(Records contained in a dataset)

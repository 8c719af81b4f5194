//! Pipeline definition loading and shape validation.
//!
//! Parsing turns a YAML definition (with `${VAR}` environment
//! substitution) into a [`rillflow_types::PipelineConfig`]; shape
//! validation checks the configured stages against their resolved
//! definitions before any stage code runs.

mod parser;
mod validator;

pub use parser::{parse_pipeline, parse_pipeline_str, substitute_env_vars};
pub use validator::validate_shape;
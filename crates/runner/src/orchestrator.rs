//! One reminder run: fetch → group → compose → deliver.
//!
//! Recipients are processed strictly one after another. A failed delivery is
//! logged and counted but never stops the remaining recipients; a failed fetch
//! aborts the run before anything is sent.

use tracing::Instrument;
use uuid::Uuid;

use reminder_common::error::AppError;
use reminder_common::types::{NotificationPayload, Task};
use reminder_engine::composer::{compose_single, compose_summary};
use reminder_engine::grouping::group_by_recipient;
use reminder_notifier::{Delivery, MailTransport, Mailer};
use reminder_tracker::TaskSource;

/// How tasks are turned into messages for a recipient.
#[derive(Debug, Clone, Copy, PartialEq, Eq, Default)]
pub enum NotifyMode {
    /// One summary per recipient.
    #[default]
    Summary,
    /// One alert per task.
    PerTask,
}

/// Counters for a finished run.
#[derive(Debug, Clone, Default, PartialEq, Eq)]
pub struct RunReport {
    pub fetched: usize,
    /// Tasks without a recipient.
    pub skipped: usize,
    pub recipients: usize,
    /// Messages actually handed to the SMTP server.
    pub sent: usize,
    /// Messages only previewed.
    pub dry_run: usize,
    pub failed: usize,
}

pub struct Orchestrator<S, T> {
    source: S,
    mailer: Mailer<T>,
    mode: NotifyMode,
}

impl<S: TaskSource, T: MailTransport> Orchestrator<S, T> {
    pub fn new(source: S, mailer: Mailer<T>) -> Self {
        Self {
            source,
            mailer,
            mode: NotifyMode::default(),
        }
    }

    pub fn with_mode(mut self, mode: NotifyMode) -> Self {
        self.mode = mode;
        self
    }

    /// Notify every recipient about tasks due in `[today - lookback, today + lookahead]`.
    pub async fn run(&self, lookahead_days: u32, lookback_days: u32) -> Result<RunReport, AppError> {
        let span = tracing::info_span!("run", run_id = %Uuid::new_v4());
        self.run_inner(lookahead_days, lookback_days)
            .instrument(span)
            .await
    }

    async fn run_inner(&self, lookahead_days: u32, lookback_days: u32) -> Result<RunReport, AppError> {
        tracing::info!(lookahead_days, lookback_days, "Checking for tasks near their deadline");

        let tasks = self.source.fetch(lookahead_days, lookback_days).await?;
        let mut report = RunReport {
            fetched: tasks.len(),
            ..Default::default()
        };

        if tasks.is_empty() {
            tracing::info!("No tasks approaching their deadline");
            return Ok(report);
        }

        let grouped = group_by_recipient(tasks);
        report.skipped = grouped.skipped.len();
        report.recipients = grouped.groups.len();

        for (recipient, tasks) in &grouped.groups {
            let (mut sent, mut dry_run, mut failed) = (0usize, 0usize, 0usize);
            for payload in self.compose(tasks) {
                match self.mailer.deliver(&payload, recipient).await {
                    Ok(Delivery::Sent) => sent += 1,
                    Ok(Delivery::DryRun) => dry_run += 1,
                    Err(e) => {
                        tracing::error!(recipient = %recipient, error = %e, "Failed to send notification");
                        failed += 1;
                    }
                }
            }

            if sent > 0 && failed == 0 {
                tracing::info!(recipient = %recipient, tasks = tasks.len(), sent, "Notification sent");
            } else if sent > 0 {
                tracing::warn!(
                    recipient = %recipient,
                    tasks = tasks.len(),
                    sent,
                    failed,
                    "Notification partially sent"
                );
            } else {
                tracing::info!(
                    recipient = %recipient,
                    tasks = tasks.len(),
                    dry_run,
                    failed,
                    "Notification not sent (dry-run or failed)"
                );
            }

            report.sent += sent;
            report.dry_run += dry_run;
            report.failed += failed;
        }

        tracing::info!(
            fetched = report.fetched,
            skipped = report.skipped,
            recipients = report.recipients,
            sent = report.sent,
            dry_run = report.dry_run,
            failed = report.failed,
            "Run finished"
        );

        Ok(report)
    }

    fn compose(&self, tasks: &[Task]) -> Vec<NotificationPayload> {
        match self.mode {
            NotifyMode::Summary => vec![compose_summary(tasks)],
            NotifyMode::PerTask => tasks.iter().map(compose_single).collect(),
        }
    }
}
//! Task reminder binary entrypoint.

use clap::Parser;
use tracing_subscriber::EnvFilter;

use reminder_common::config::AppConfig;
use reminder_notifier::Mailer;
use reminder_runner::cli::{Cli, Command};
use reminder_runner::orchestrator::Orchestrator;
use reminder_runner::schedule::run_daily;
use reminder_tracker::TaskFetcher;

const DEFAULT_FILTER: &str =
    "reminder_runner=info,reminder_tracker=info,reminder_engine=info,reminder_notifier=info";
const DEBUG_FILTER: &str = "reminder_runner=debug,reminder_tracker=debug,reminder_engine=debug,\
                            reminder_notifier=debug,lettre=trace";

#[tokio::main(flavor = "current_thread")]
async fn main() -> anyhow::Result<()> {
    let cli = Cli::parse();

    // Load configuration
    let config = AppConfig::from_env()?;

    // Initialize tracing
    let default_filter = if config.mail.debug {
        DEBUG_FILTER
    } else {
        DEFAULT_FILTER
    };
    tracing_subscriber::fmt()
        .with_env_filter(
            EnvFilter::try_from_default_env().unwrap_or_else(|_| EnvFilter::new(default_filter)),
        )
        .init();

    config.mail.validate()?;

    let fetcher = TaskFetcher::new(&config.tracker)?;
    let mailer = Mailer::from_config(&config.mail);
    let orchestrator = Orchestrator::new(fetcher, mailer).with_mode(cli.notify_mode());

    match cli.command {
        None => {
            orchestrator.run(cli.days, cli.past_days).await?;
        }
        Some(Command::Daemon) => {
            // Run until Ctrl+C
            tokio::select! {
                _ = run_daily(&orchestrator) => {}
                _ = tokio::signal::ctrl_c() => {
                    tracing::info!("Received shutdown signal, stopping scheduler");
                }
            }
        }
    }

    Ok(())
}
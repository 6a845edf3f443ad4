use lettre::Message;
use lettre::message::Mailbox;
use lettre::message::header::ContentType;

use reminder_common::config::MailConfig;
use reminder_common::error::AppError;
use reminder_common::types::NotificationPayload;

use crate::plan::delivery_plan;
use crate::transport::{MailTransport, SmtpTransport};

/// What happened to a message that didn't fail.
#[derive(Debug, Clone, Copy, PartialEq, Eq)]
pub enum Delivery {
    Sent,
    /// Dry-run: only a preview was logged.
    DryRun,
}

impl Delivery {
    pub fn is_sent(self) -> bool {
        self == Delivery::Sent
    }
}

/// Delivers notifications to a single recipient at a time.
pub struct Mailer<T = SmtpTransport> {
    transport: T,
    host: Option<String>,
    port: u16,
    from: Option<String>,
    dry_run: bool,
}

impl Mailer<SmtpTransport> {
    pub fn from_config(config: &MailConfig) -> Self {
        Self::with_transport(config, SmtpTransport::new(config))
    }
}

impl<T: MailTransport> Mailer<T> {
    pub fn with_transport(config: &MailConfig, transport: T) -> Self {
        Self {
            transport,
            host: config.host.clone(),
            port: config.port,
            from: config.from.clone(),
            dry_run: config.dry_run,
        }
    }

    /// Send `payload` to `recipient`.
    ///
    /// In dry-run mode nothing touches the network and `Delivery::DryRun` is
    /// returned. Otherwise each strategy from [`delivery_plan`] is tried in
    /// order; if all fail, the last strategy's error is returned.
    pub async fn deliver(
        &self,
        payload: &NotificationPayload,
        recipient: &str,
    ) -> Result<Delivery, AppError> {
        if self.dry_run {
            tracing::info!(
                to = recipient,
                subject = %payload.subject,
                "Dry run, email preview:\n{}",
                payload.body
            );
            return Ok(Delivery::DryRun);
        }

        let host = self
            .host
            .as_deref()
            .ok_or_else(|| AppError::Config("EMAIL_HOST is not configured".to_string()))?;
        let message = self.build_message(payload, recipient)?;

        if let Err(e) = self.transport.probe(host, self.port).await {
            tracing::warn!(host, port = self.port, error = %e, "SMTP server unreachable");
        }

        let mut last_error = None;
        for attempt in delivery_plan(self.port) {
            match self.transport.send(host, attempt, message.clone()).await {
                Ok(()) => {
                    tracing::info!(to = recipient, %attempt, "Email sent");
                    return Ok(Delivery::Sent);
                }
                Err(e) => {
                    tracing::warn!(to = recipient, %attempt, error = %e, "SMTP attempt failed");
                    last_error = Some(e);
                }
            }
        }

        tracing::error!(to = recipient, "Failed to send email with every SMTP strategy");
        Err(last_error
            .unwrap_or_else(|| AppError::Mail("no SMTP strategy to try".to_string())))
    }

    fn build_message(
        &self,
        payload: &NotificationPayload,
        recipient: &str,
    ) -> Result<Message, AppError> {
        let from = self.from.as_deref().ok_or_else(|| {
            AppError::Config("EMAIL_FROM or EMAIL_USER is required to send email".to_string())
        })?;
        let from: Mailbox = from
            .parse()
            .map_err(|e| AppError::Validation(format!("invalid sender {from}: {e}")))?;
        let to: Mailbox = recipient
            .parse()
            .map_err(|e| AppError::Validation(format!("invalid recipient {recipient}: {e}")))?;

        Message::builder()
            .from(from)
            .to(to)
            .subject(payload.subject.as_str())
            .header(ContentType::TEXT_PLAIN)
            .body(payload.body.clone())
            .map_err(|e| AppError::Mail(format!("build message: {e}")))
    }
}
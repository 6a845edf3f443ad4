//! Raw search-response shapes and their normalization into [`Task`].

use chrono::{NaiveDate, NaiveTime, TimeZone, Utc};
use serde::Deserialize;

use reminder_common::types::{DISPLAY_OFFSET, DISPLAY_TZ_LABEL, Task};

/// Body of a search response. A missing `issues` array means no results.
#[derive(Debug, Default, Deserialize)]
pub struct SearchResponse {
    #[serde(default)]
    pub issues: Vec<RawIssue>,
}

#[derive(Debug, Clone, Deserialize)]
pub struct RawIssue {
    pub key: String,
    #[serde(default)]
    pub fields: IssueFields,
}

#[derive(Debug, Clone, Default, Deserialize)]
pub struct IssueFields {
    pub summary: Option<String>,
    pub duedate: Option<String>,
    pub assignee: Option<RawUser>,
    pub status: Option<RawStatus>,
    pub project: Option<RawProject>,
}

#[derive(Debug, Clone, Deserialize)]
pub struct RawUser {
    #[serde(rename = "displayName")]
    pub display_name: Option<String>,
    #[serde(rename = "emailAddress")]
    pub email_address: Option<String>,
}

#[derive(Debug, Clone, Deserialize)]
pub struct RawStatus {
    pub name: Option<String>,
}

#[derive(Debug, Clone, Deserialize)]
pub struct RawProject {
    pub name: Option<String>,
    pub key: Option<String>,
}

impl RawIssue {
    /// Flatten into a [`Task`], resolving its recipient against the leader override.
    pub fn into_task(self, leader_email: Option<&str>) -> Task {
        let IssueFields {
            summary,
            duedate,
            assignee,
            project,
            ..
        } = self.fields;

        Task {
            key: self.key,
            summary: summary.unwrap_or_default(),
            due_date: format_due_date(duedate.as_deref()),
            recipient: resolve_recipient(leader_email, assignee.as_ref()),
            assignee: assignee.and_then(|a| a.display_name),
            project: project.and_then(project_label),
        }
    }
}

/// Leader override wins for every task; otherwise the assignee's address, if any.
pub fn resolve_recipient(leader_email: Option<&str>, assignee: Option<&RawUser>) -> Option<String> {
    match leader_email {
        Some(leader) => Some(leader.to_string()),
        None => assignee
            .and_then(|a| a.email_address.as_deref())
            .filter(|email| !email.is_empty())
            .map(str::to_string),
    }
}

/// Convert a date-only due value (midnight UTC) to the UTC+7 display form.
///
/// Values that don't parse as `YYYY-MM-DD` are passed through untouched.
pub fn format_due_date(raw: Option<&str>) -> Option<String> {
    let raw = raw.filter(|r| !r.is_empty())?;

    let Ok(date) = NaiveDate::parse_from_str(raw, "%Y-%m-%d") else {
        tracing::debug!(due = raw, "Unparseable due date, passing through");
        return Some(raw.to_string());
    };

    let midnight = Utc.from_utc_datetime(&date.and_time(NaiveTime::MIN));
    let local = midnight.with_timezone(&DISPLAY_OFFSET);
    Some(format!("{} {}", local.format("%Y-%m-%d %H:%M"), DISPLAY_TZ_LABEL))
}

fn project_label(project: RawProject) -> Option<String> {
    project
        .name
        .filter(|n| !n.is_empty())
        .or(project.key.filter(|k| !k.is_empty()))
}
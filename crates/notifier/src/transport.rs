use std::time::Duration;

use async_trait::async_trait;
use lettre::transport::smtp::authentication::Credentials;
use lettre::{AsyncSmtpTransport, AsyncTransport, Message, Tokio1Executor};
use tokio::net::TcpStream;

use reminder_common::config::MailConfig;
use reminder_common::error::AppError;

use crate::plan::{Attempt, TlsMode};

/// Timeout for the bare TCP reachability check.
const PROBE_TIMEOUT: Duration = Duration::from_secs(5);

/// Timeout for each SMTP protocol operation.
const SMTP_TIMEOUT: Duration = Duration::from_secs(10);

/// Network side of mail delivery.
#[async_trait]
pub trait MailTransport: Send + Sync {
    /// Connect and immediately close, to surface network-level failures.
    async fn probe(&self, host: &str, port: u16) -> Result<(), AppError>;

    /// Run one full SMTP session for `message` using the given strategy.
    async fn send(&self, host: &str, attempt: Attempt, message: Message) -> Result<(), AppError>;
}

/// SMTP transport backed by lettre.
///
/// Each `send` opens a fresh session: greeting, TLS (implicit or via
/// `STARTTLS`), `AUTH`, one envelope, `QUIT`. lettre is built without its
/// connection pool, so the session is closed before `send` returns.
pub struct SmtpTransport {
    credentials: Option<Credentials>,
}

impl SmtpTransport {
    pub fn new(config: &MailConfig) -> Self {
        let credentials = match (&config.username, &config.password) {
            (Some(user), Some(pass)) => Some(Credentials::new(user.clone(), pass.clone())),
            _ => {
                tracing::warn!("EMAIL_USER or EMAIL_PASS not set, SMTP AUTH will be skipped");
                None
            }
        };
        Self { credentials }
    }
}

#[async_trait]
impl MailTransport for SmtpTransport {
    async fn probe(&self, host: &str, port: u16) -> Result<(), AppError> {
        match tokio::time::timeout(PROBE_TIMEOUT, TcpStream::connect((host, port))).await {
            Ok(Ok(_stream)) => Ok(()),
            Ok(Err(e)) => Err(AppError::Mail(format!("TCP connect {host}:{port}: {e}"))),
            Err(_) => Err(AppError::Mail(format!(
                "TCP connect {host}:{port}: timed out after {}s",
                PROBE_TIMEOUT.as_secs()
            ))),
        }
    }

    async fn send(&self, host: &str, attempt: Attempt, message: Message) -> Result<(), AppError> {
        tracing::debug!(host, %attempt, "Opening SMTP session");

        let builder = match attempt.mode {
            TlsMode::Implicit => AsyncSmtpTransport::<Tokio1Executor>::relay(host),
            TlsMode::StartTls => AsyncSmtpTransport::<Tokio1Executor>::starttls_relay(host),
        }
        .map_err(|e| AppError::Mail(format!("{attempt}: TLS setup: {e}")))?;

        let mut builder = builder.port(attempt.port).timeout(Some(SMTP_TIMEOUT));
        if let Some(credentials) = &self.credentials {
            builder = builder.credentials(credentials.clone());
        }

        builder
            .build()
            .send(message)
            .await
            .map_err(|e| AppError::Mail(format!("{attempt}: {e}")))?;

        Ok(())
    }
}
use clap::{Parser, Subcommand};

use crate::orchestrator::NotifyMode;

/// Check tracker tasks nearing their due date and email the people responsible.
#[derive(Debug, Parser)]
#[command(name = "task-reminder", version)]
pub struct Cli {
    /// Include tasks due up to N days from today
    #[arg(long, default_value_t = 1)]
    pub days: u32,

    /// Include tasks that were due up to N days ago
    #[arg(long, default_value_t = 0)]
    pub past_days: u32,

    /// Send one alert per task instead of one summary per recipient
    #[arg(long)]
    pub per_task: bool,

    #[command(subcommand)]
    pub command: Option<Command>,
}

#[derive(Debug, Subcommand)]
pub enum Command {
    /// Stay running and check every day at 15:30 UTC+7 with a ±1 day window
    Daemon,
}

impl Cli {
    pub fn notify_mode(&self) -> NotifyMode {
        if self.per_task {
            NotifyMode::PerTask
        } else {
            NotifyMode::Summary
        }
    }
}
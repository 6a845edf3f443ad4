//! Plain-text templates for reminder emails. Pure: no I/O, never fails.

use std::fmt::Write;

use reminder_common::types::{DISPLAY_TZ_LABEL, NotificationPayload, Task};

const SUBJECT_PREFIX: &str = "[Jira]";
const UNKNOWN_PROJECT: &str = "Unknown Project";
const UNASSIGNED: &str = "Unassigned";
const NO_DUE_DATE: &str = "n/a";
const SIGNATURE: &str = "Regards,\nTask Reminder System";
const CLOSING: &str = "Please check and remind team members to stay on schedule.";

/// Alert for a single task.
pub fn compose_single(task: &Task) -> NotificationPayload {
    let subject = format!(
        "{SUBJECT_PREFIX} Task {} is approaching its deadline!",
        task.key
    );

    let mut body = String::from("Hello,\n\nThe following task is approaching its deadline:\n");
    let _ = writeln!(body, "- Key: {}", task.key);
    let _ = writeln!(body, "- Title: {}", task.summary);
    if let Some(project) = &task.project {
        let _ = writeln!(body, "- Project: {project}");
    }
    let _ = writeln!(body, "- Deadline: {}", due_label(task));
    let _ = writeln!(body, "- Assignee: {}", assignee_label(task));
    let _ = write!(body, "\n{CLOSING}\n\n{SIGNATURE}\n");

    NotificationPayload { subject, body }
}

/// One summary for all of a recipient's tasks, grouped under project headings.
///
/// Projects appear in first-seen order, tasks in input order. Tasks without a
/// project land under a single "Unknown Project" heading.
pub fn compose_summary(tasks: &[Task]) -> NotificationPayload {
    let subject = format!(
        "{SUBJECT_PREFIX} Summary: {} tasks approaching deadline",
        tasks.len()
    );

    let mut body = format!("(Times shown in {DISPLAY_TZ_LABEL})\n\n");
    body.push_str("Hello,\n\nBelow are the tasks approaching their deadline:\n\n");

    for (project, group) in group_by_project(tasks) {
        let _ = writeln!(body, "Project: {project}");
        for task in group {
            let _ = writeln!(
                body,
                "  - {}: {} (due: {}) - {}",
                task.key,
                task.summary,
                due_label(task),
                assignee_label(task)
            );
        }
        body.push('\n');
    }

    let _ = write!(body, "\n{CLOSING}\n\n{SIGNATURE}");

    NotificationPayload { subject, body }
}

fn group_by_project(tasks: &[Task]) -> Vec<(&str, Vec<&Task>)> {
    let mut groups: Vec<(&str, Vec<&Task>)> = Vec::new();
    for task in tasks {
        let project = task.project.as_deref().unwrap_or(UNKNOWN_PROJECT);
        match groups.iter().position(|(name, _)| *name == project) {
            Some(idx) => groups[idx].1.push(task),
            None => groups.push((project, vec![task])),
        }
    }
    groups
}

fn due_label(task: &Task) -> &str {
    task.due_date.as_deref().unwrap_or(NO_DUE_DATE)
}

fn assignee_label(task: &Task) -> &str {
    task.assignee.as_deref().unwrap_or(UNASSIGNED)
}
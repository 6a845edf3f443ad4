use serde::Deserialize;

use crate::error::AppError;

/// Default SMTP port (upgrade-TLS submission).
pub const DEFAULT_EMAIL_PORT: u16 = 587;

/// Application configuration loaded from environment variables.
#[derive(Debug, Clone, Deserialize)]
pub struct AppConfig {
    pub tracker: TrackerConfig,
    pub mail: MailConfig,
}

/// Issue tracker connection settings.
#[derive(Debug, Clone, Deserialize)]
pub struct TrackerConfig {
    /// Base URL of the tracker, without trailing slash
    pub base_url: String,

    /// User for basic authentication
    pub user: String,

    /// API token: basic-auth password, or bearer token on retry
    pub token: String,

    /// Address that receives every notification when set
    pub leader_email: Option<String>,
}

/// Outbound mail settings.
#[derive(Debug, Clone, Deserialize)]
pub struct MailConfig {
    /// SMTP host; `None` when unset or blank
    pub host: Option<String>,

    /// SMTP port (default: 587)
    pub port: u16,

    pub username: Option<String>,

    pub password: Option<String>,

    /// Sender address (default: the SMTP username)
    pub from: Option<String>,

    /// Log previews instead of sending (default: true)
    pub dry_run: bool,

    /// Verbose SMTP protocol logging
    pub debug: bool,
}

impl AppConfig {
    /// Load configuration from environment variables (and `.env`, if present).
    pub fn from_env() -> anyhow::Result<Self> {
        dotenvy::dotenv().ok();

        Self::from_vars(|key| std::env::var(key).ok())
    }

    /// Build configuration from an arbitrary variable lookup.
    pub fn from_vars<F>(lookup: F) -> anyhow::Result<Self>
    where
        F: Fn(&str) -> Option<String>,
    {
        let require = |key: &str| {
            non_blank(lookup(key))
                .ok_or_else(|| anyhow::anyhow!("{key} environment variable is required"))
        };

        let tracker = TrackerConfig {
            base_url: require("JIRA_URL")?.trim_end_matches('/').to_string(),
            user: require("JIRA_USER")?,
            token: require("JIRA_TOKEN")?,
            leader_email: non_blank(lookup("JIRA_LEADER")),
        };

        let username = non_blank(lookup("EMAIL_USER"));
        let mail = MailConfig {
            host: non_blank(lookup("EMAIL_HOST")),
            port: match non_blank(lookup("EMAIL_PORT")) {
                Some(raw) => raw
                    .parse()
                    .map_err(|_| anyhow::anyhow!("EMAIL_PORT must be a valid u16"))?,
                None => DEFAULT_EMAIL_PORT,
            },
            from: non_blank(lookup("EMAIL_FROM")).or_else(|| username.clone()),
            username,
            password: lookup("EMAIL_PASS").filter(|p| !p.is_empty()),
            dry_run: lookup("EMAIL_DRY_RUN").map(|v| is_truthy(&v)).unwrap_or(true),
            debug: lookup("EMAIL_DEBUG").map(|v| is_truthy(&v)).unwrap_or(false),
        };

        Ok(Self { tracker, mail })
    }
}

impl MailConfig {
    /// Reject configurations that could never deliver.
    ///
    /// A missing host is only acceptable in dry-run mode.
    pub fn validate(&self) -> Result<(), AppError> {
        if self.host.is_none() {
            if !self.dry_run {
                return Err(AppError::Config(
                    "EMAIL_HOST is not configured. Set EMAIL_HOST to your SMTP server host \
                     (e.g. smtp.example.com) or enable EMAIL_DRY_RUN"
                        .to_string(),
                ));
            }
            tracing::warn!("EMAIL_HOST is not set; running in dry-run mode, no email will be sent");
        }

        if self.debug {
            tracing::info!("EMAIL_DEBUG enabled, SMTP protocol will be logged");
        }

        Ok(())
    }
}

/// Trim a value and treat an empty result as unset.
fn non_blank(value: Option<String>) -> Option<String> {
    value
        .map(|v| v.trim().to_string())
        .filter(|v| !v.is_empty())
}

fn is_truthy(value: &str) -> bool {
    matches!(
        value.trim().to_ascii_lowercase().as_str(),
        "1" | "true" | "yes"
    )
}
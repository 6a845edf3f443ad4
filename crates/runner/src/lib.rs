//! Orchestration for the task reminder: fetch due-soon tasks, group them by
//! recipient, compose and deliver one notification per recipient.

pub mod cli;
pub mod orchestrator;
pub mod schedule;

What to do. The answer must consist of every line above that holds the string "ContentType", copied exactly.

Output for this exercise.
use lettre::message::header::ContentType;
            .header(ContentType::TEXT_PLAIN)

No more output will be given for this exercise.